San Biagio a Maratea: storia, leggenda e culto del santo patrono
Il culto di San Biagio è un aspetto fondamentale della cultura marateota e ha radici antiche, in cui la storia si intreccia profondamente con la leggenda.
La leggenda dell’arrivo delle reliquie di San Biagio a Maratea
Era il 732 d.C. quando una nave, in viaggio verso Roma, fu colta da una violenta tempesta che la costrinse a fermarsi sull’isolotto di Santo Janni, a Maratea. A bordo vi era un gruppo di cristiani armeni che portava con sé le reliquie di alcuni santi, tra cui quelle di San Biagio, per salvarle dalla persecuzione iconoclasta di Leone III Isaurico, imperatore bizantino. Una volta approdati sull’isola, secondo la tradizione, accadde qualcosa di inspiegabile: l’urna di marmo in cui era custodito il torace del santo iniziò a emettere una luce accecante, mentre la tempesta cessava. Ogni tentativo di rimettersi in viaggio fu tuttavia inutile, poiché il mare riprendeva il suo tumulto ogni volta che l’urna lasciava il suolo marateota. Davanti a ciò, i viaggiatori armeni decisero di donare le reliquie agli abitanti di Maratea, che nel frattempo erano stati attirati sull’isolotto da quella luce. Il santo fu quindi portato in cima al monte, che prenderà il nome di monte San Biagio, in una chiesa sorta su un antico tempio, che prenderà il nome di Basilica di San Biagio. Oggi, le reliquie sono conservate nella Regia Cappella, il cui marmo fu donato da re Filippo IV d’Asburgo, giunto personalmente in pellegrinaggio per la sua devozione al santo.
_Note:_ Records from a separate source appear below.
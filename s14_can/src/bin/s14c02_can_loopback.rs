//! CAN 回环
//!
//! 在 s14c01_can_external 中，我们需要一个收发器，还需要总线上的另一个节点，才能看到接收的效果
//! 这里我们利用 bxCAN 自带的两个测试模式，在没有任何外部连接的情况下，自己发、自己收：
//!
//! - 回环模式（loopback）：bxCAN 把自己发送的帧直接送回自己的接收端，同时忽略 RX 引脚上的电平
//! - 静默模式（silent）：bxCAN 不会在 TX 引脚上输出任何显性位，总线上的其它节点完全感知不到它
//!
//! 两个模式同时打开，就是 Reference Manual 中说的 Loop back combined with silent mode，也叫“热自测”模式
//! 另外，回环模式下，bxCAN 会自己给自己应答（ACK），所以不需要总线上有其它节点
//!
//! 这个例程要做的事情：
//!
//! - 每隔 1 秒，先把接收缓冲填满 0xA5，然后以 ID 0x60 发送一帧，内容为两个 32 位的字 0x0DEAD007 和 0xBA5EBA11
//! - 发送完成时，点亮 LED1
//! - 滤波器只放行 ID 为 0x60 的帧，收到的帧与发出的帧 ID 和数据都完全一致时，点亮 LED2
//!
//! 电路连接方案：
//! GPIO PC13 <-> LED1（低电平点亮）
//! GPIO PC14 <-> LED2（低电平点亮）
//! PB8/PB9 依旧要设置为 CAN1 的复用功能，不过不需要连接任何东西

#![no_std]
#![no_main]

use core::cell::RefCell;

use cortex_m::interrupt::Mutex;
use demo_common::{
    boot::{self, CpuSyncEvent},
    can::{
        from_frame, send_until_accepted, to_frame, CanMessage, CanNodeConfig,
        LoopbackNodeHandlers, ACCEPTED_ID, BIT_TIMING_500K_AT_16MHZ, TX_INTERVAL_MS,
    },
    indicator::{Indicator, LED1, LED2},
};
use panic_rtt_target as _;
use rtt_target::{rprintln, rtt_init_print};
use stm32f4xx_hal::{
    can::Can,
    gpio::{Output, PushPull, PC13, PC14},
    interrupt,
    pac::{CorePeripherals, Peripherals, NVIC},
    prelude::*,
};

mod utils;
use utils::setup_can::{self, Can1};

type Handlers = LoopbackNodeHandlers<PC13<Output<PushPull>>, PC14<Output<PushPull>>>;

static G_CAN: Mutex<RefCell<Option<Can1>>> = Mutex::new(RefCell::new(None));
static G_HANDLERS: Mutex<RefCell<Option<Handlers>>> = Mutex::new(RefCell::new(None));

static G_CPU_SYNC: CpuSyncEvent = CpuSyncEvent::new();

#[cortex_m_rt::entry]
fn main() -> ! {
    rtt_init_print!();
    rprintln!("Start Program");

    boot::sync_cores(&G_CPU_SYNC, 0, 1);

    let dp = Peripherals::take().expect("Cannot Get Peripherals");
    let mut cp = CorePeripherals::take().expect("Cannot Get Core Peripherals");

    let rcc = dp.RCC.constrain();
    let clocks = rcc.cfgr.freeze();

    let gpiob = dp.GPIOB.split();
    let gpioc = dp.GPIOC.split();

    rprintln!("LED1: {}", LED1);
    rprintln!("LED2: {}", LED2);

    let handlers = LoopbackNodeHandlers::new(
        Indicator::new(gpioc.pc13.into_push_pull_output()).unwrap(),
        Indicator::new(gpioc.pc14.into_push_pull_output()).unwrap(),
        CanMessage::demo(ACCEPTED_ID),
    );

    let node_config = CanNodeConfig::loopback_node(BIT_TIMING_500K_AT_16MHZ);

    cortex_m::interrupt::free(|cs| {
        let can1 = Can::new(dp.CAN1, (gpiob.pb9, gpiob.pb8));
        let can = setup_can::setup(can1, &node_config).expect("Invalid CAN node config");

        G_CAN.borrow(cs).replace(Some(can));
        G_HANDLERS.borrow(cs).replace(Some(handlers));
    });

    unsafe {
        if let Some(isr) = node_config.transmission_completed {
            cp.NVIC.set_priority(interrupt::CAN1_TX, isr.priority.to_nvic());
            NVIC::unmask(interrupt::CAN1_TX);
        }
        if let Some(isr) = node_config.message_stored {
            cp.NVIC.set_priority(interrupt::CAN1_RX0, isr.priority.to_nvic());
            NVIC::unmask(interrupt::CAN1_RX0);
        }
    }

    let mut delay = cortex_m::delay::Delay::new(cp.SYST, clocks.sysclk().raw());

    loop {
        delay.delay_ms(TX_INTERVAL_MS);

        // 作废上一次收到的内容，这样如果这一次什么都没收到，接收缓冲里就只有 0xA5
        let tx_msg = cortex_m::interrupt::free(|cs| {
            G_HANDLERS
                .borrow(cs)
                .borrow_mut()
                .as_mut()
                .unwrap()
                .prepare_transmit()
        });

        let tx_frame = to_frame(&tx_msg).expect("Invalid TX ID");

        send_until_accepted(|| {
            cortex_m::interrupt::free(|cs| {
                let mut can_ref = G_CAN.borrow(cs).borrow_mut();
                let can = can_ref.as_mut().unwrap();
                can.transmit(&tx_frame)
            })
        })
        .unwrap();
    }
}

#[interrupt]
fn CAN1_TX() {
    cortex_m::interrupt::free(|cs| {
        let mut can_ref = G_CAN.borrow(cs).borrow_mut();
        let mut handlers_ref = G_HANDLERS.borrow(cs).borrow_mut();

        if let (Some(can), Some(handlers)) = (can_ref.as_mut(), handlers_ref.as_mut()) {
            can.clear_tx_interrupt();
            handlers.on_transmission_completed().unwrap();
        }
    });
}

#[interrupt]
fn CAN1_RX0() {
    cortex_m::interrupt::free(|cs| {
        let mut can_ref = G_CAN.borrow(cs).borrow_mut();
        let mut handlers_ref = G_HANDLERS.borrow(cs).borrow_mut();

        let (Some(can), Some(handlers)) = (can_ref.as_mut(), handlers_ref.as_mut()) else {
            return;
        };

        loop {
            match can.receive() {
                Ok(frame) => {
                    let Some(msg) = from_frame(&frame) else {
                        continue;
                    };
                    if !handlers.on_message_received(&msg).unwrap() {
                        rprintln!("loopback mismatch: {:X?}", msg);
                    }
                }
                Err(nb::Error::WouldBlock) => break,
                Err(nb::Error::Other(_)) => rprintln!("CAN RX FIFO overrun"),
            }
        }
    });
}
La processione di maggio e la devozione dei marateoti
Il culto di San Biagio nella “Perla del Tirreno” è profondamente sentito già dal medioevo. Nel mese di maggio, infatti, i fedeli si recavano al castello per venerare le reliquie. Basti pensare che Papa Pio IV, nel 1562, autenticò il miracolo della manna del santo e concesse l’indulgenza plenaria a chiunque visitasse la basilica. Per i marateoti, uno dei momenti più importanti dell’anno è la festa patronale, che si svolge dal primo sabato alla seconda domenica di maggio. In questo periodo, il simulacro del santo viene portato in processione per la città e le sue frazioni. In particolare, il giovedì, quando la statua scende dalla basilica al centro storico lungo i sentieri del monte, è possibile ammirare le bellezze paesaggistiche di Maratea, con il mare azzurro e il verde dei monti, raccolti nell’abbraccio della statua del Redentore. È un momento speciale che unisce l’intera comunità.
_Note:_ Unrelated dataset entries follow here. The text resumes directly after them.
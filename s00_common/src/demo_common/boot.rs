//! 多核同步
//!
//! 在多核芯片上，每个核心启动后都会在同一个同步事件上“签到”，然后等待所有核心都签到完成，再进入各自的 main loop
//! 我们手上的 STM32F412 只有一个核心，因此 core_count 总是 1，签到之后会立刻通过

use core::sync::atomic::{AtomicU32, Ordering};

/// 以位图的形式记录已经签到的核心，第 n 位对应第 n 号核心
pub struct CpuSyncEvent {
    reached: AtomicU32,
}

impl CpuSyncEvent {
    pub const fn new() -> Self {
        Self {
            reached: AtomicU32::new(0),
        }
    }

    /// 第 `core_id` 号核心签到，超出 32 的核心编号会被忽略
    pub fn emit(&self, core_id: u8) {
        if core_id < 32 {
            self.reached.fetch_or(1 << core_id, Ordering::AcqRel);
        }
    }

    /// 第 0 ~ core_count-1 号核心是否都已经签到
    pub fn is_reached(&self, core_count: u8) -> bool {
        let mask = all_cores_mask(core_count);
        self.reached.load(Ordering::Acquire) & mask == mask
    }

    /// 一直空转，直到所有核心都签到
    pub fn wait(&self, core_count: u8) {
        while !self.is_reached(core_count) {
            core::hint::spin_loop();
        }
    }
}

impl Default for CpuSyncEvent {
    fn default() -> Self {
        Self::new()
    }
}

fn all_cores_mask(core_count: u8) -> u32 {
    match core_count {
        0 => 0,
        32.. => u32::MAX,
        n => (1 << n) - 1,
    }
}

/// 签到并等待其它核心，每个 bin 在初始化外设之前都会调用一次
pub fn sync_cores(event: &CpuSyncEvent, core_id: u8, core_count: u8) {
    event.emit(core_id);
    event.wait(core_count);
}
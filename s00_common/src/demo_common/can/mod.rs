//! CAN 收发例程共用的部分
//!
//! 两个 CAN 例程发送的内容是一样的：一个标准帧，8 字节数据，按两个 32 位的字来组织
//! 区别在于，外部总线例程用 0x55 发送、只接收 0x60，而回环例程收发都使用 0x60，并且会对比整帧内容

mod config;
mod frame;
mod handlers;

pub use config::{
    CanConfigError, CanNodeConfig, FrameMode, IsrConfig, StandardFilter, SERVICED_RX_BUFFER,
    STANDARD_ID_MAX,
};
pub use frame::{from_frame, to_frame};
pub use handlers::{ExternalNodeHandlers, LoopbackNodeHandlers};

/// 外部总线例程发送时使用的 ID
pub const EXTERNAL_TX_ID: u16 = 0x55;
/// 滤波器放行的 ID，回环例程发送时也使用这个 ID
pub const ACCEPTED_ID: u16 = 0x60;

pub const TX_DATA_LOW_WORD: u32 = 0x0DEA_D007;
pub const TX_DATA_HIGH_WORD: u32 = 0xBA5E_BA11;

/// 经典 CAN 帧的最大数据长度，以 4 字节为单位
pub const MAXIMUM_CAN_DATA_PAYLOAD: usize = 2;

/// 接收缓冲在每次发送前都会被填充为这个值，这样能看出来数据是不是真的被接收到了
pub const INVALID_RX_DATA_VALUE: u8 = 0xA5;

/// 两次发送之间的间隔
pub const TX_INTERVAL_MS: u32 = 1000;

/// 500 kbit/s，PCLK1 = 16 MHz（HSI），BRP = 2，1 + 13 + 2 个 tq，采样点 87.5%
/// 数值来自 http://www.bittiming.can-wiki.info/
pub const BIT_TIMING_500K_AT_16MHZ: u32 = 0x001c_0001;

#[derive(Debug, Clone, Copy, PartialEq, Eq)]
pub struct CanMessage {
    /// 11 位的标准 ID
    pub message_id: u16,
    pub data: [u32; MAXIMUM_CAN_DATA_PAYLOAD],
}

impl CanMessage {
    pub const fn new(message_id: u16, data: [u32; MAXIMUM_CAN_DATA_PAYLOAD]) -> Self {
        Self { message_id, data }
    }

    /// 例程中固定发送的内容
    pub const fn demo(message_id: u16) -> Self {
        Self::new(message_id, [TX_DATA_LOW_WORD, TX_DATA_HIGH_WORD])
    }

    /// 数据部分全部填充为 INVALID_RX_DATA_VALUE
    pub const fn invalidated(message_id: u16) -> Self {
        let word = u32::from_ne_bytes([INVALID_RX_DATA_VALUE; 4]);
        Self::new(message_id, [word; MAXIMUM_CAN_DATA_PAYLOAD])
    }

    /// 按小端序把两个字展开为 8 个字节，低位字在前
    pub fn to_bytes(&self) -> [u8; MAXIMUM_CAN_DATA_PAYLOAD * 4] {
        let mut bytes = [0u8; MAXIMUM_CAN_DATA_PAYLOAD * 4];
        for (chunk, word) in bytes.chunks_exact_mut(4).zip(self.data.iter()) {
            chunk.copy_from_slice(&word.to_le_bytes());
        }
        bytes
    }

    /// `to_bytes` 的反向操作，不足 8 字节时，缺少的部分保持 INVALID_RX_DATA_VALUE，多余的字节被忽略
    pub fn from_bytes(message_id: u16, bytes: &[u8]) -> Self {
        let mut raw = [INVALID_RX_DATA_VALUE; MAXIMUM_CAN_DATA_PAYLOAD * 4];
        let len = bytes.len().min(raw.len());
        raw[..len].copy_from_slice(&bytes[..len]);

        let mut data = [0u32; MAXIMUM_CAN_DATA_PAYLOAD];
        for (word, chunk) in data.iter_mut().zip(raw.chunks_exact(4)) {
            *word = u32::from_le_bytes([chunk[0], chunk[1], chunk[2], chunk[3]]);
        }

        Self { message_id, data }
    }
}

/// 反复尝试发送，直到 CAN 控制器接受了这一帧
///
/// `attempt` 返回 `WouldBlock` 表示发送邮箱都满了（not sent, busy），此时会一直重试，没有超时
pub fn send_until_accepted<T, E>(mut attempt: impl FnMut() -> nb::Result<T, E>) -> Result<T, E> {
    nb::block!(attempt())
}
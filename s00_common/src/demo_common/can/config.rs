use crate::priority::{IsrPriority, ISR_PRIORITY_CAN_RX, ISR_PRIORITY_CAN_TX};

use super::ACCEPTED_ID;

/// 标准帧 ID 只有 11 位
pub const STANDARD_ID_MAX: u16 = 0x7FF;

/// 例程只为 0 号接收缓冲准备了中断处理函数
pub const SERVICED_RX_BUFFER: u8 = 0;

#[derive(Debug, Clone, Copy, PartialEq, Eq)]
pub enum CanConfigError {
    /// 滤波器的 ID 超出了 11 位
    FilterIdNotStandard(u16),
    /// 滤波器把帧存进了一个没有中断处理函数的接收缓冲，这些帧永远不会被读走
    RxBufferNotServiced(u8),
}

/// 节点负责的方向
#[derive(Debug, Clone, Copy, PartialEq, Eq)]
pub enum FrameMode {
    Transmit,
    Receive,
    TransmitAndReceive,
}

impl FrameMode {
    pub fn transmits(self) -> bool {
        matches!(self, FrameMode::Transmit | FrameMode::TransmitAndReceive)
    }

    pub fn receives(self) -> bool {
        matches!(self, FrameMode::Receive | FrameMode::TransmitAndReceive)
    }
}

#[derive(Debug, Clone, Copy, PartialEq, Eq)]
pub struct IsrConfig {
    pub priority: IsrPriority,
}

/// 标准帧（11 位 ID）滤波器，匹配 `id` 的帧会被存入 `rx_buffer` 号接收缓冲
#[derive(Debug, Clone, Copy, PartialEq, Eq)]
pub struct StandardFilter {
    pub number: u8,
    pub id: u16,
    pub rx_buffer: u8,
}

impl StandardFilter {
    pub fn accepts(&self, id: u16) -> bool {
        self.id == id
    }
}

/// CAN 节点的配置
///
/// 在初始化函数里填好，交给初始化流程之后就不再修改了
#[derive(Debug, Clone, Copy, PartialEq, Eq)]
pub struct CanNodeConfig {
    pub frame: FrameMode,
    pub bus_loopback: bool,
    pub bit_timing: u32,
    pub transmission_completed: Option<IsrConfig>,
    pub message_stored: Option<IsrConfig>,
    pub filter: Option<StandardFilter>,
}

impl CanNodeConfig {
    /// 默认配置：只发送，不回环，不开中断，不设滤波器
    pub const fn new(bit_timing: u32) -> Self {
        Self {
            frame: FrameMode::Transmit,
            bus_loopback: false,
            bit_timing,
            transmission_completed: None,
            message_stored: None,
            filter: None,
        }
    }

    pub const fn with_frame(mut self, frame: FrameMode) -> Self {
        self.frame = frame;
        self
    }

    pub const fn with_bus_loopback(mut self, enabled: bool) -> Self {
        self.bus_loopback = enabled;
        self
    }

    pub const fn with_transmission_completed(mut self, isr: IsrConfig) -> Self {
        self.transmission_completed = Some(isr);
        self
    }

    pub const fn with_message_stored(mut self, isr: IsrConfig) -> Self {
        self.message_stored = Some(isr);
        self
    }

    pub const fn with_filter(mut self, filter: StandardFilter) -> Self {
        self.filter = Some(filter);
        self
    }

    /// 外部总线例程：同一个节点既发送也接收，只放行 0x60
    pub const fn external_node(bit_timing: u32) -> Self {
        Self::new(bit_timing)
            .with_frame(FrameMode::TransmitAndReceive)
            .with_transmission_completed(IsrConfig {
                priority: ISR_PRIORITY_CAN_TX,
            })
            .with_message_stored(IsrConfig {
                priority: ISR_PRIORITY_CAN_RX,
            })
            .with_filter(StandardFilter {
                number: 0,
                id: ACCEPTED_ID,
                rx_buffer: SERVICED_RX_BUFFER,
            })
    }

    /// 回环例程：节点的发送直接回到自己的接收端，不经过外部引脚
    pub const fn loopback_node(bit_timing: u32) -> Self {
        Self::external_node(bit_timing).with_bus_loopback(true)
    }

    /// 在交给硬件之前检查配置
    pub fn check(&self) -> Result<(), CanConfigError> {
        if let Some(filter) = self.filter {
            if filter.id > STANDARD_ID_MAX {
                return Err(CanConfigError::FilterIdNotStandard(filter.id));
            }
            if filter.rx_buffer != SERVICED_RX_BUFFER {
                return Err(CanConfigError::RxBufferNotServiced(filter.rx_buffer));
            }
        }
        Ok(())
    }
}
Origine della festa patronale: tra briganti e terremoti
Esistono varie teorie sull’origine di questa tradizione, ma le più accreditate la legano a due eventi storici.
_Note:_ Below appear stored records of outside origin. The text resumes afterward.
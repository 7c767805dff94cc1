pub mod setup_can;
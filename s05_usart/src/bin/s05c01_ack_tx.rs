//! 中断驱动的串口发送
//!
//! 最直接的发送方式，是轮询 TXE 位，一个字节一个字节地把数据写进 DR 寄存器，
//! 这样发送期间 Cortex 核心什么都做不了，只能等待串口
//!
//! 这里我们换一种做法，让 s00_common 中的串口驱动来处理发送：
//!
//! 1. 主循环调用 write，只是把要发送的字节放进一个软件 FIFO（heapless 提供的 spsc::Queue），然后打开 TXE 中断
//! 2. 由于 DR 此时是空的，TXE 中断立刻就会触发，中断处理函数把 FIFO 中的字节搬进 DR，直到 DR 再次变满
//! 3. 每发完一个字节，TXE 中断都会再次触发，直到 FIFO 被清空，此时驱动会关闭 TXE 中断，
//!    否则“发送寄存器为空”这个状态会让中断一直触发，主循环就再也跑不起来了
//!
//! USART1 在 NVIC 中只有一个中断向量，接收、发送、错误都会进入这同一个中断处理函数，
//! 因此 USART1 中断里只做一件事，那就是调用驱动的 on_interrupt，剩下的全部由驱动处理
//!
//! 主循环不停地发送 "Transfer completed\r\n"，每次都等待它完全发送出去（flush），再发送下一次
//!
//! 串口参数：115200 Baud，8 位数据位，1 位停止位，无校验
//! 电路连接方案：GPIO PA9 <-> DAPLink Rx，GPIO PA10 <-> DAPLink Tx

#![no_std]
#![no_main]

use demo_common::{
    asc::{Asc, AscConfig, SharedAsc, ACK_TEXT, ASC_RX_BUFFER_SIZE, ASC_TX_BUFFER_SIZE},
    boot::{self, CpuSyncEvent},
};
use panic_rtt_target as _;
use rtt_target::{rprint, rprintln, rtt_init_print};
use stm32f4xx_hal::{
    interrupt,
    pac::{CorePeripherals, Peripherals, NVIC},
    prelude::*,
    serial::{config::Config, Serial},
};

mod utils;
use utils::usart_line::UsartLine;

static G_ASC: SharedAsc<UsartLine, ASC_TX_BUFFER_SIZE, ASC_RX_BUFFER_SIZE> = SharedAsc::new();

static G_CPU_SYNC: CpuSyncEvent = CpuSyncEvent::new();

#[cortex_m_rt::entry]
fn main() -> ! {
    rtt_init_print!();
    rprintln!("Start Program");

    boot::sync_cores(&G_CPU_SYNC, 0, 1);

    let dp = Peripherals::take().expect("Cannot Get Peripherals");
    let mut cp = CorePeripherals::take().expect("Cannot Get Core Peripherals");

    // 使用默认的 16 MHz HSI，115200 Baud 下的误差约为 0.08%，完全够用
    let rcc = dp.RCC.constrain();
    let clocks = rcc.cfgr.freeze();

    let gpioa = dp.GPIOA.split();

    let asc_config = AscConfig::default();

    let serial: Serial<_> = Serial::new(
        dp.USART1,
        (gpioa.pa9, gpioa.pa10),
        Config::default().baudrate(asc_config.baudrate.bps()),
        &clocks,
    )
    .expect("Invalid USART1 Config");

    let (tx, rx) = serial.split();

    // 驱动要先放进全局变量，才能打开中断，否则中断处理函数会找不到驱动
    G_ASC.install(Asc::new(UsartLine::new(tx, rx)));

    // 收、发、错误共用一个中断向量，取三者中最高的优先级
    unsafe {
        cp.NVIC
            .set_priority(interrupt::USART1, asc_config.shared_priority().to_nvic());
        NVIC::unmask(interrupt::USART1);
    }

    rprintln!("USART1 ready, {} Baud", asc_config.baudrate);

    let mut sent_count: u32 = 0;

    loop {
        G_ASC.write(ACK_TEXT).unwrap();
        G_ASC.flush().unwrap();

        sent_count = sent_count.wrapping_add(1);
        if sent_count % 1000 == 0 {
            rprint!("\x1b[2K\rsent: {}", sent_count);
        }
    }
}

#[interrupt]
fn USART1() {
    G_ASC.on_interrupt();
}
L’attacco dei briganti del 1676
Il 21 maggio 1676, un gruppo di briganti assalì Maratea, che sorprendentemente riuscì a respingere l’attacco perdendo un solo concittadino, a fronte di numerose perdite tra gli assalitori. La salvezza del borgo fu attribuita a un intervento miracoloso di San Biagio, per il quale venne istituita la processione del cero ogni 21 maggio.
Il terremoto del 1694
Quasi vent’anni dopo, l’8 settembre 1694, un violento terremoto devastò l’Irpinia e la Basilicata, causando circa 6000 morti. Miracolosamente, Maratea rimase illesa e non si registrarono vittime. Anche in questo caso si credette a un intervento divino da parte di San Biagio. Nel 1695, quindi, San Biagio venne ufficialmente proclamato patrono di Maratea. Il suo culto fu esteso a otto giorni e rimodellato in una vera e propria festa, per conservare nei secoli a venire il rapporto speciale tra i fedeli e il loro santo patrono.